(Exercise material Opens)

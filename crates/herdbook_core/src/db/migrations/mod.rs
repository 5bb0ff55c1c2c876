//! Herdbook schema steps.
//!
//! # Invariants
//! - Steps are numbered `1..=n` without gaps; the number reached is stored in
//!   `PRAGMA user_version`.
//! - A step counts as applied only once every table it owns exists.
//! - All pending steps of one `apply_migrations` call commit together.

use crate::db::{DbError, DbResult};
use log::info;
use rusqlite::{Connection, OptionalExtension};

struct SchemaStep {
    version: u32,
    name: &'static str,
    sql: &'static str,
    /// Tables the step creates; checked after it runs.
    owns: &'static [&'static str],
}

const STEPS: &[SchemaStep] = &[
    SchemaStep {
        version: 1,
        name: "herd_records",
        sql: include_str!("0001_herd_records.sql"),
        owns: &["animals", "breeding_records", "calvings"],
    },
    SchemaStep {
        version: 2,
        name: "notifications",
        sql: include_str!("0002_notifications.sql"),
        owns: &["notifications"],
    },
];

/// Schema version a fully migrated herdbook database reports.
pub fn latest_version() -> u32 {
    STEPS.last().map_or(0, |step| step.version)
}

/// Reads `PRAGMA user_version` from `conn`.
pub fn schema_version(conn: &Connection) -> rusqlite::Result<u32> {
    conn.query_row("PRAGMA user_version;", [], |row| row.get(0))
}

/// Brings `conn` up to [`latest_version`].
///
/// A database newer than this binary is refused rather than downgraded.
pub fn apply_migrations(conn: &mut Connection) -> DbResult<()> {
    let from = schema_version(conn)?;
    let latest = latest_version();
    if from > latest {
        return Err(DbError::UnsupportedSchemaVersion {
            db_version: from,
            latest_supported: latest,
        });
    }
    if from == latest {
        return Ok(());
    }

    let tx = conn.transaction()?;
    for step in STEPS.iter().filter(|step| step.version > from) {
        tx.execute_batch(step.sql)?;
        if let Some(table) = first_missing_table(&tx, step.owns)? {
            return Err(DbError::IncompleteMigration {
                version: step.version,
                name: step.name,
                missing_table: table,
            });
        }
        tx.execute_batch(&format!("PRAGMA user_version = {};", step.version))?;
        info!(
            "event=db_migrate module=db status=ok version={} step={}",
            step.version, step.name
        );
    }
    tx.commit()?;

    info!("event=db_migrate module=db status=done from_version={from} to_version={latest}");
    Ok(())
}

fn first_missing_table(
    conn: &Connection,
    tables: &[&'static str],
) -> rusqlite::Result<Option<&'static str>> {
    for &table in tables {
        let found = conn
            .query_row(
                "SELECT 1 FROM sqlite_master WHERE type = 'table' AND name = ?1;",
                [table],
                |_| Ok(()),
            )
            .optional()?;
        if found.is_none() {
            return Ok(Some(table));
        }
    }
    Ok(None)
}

(Exercise material Closes)
(Exercise material Opens)

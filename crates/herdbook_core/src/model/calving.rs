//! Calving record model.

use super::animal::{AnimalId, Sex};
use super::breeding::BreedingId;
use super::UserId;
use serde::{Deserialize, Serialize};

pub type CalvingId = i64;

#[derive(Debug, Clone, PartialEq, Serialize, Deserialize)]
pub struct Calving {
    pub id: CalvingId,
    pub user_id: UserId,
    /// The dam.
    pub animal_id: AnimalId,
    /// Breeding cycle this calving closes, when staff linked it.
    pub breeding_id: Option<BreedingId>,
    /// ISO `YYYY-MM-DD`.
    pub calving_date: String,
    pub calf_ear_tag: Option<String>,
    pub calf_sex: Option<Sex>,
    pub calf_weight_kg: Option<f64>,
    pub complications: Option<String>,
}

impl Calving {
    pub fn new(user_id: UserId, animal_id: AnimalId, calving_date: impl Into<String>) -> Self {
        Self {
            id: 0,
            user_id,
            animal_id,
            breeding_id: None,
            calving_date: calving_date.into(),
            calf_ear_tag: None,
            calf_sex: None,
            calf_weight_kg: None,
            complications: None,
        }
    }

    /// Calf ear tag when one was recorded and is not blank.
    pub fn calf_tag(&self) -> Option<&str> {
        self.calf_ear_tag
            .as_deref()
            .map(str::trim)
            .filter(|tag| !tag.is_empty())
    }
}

(Exercise material Closes)

All lines of the records above with the word "BreedingId" in them are to be copied.

use super::breeding::BreedingId;
    pub breeding_id: Option<BreedingId>,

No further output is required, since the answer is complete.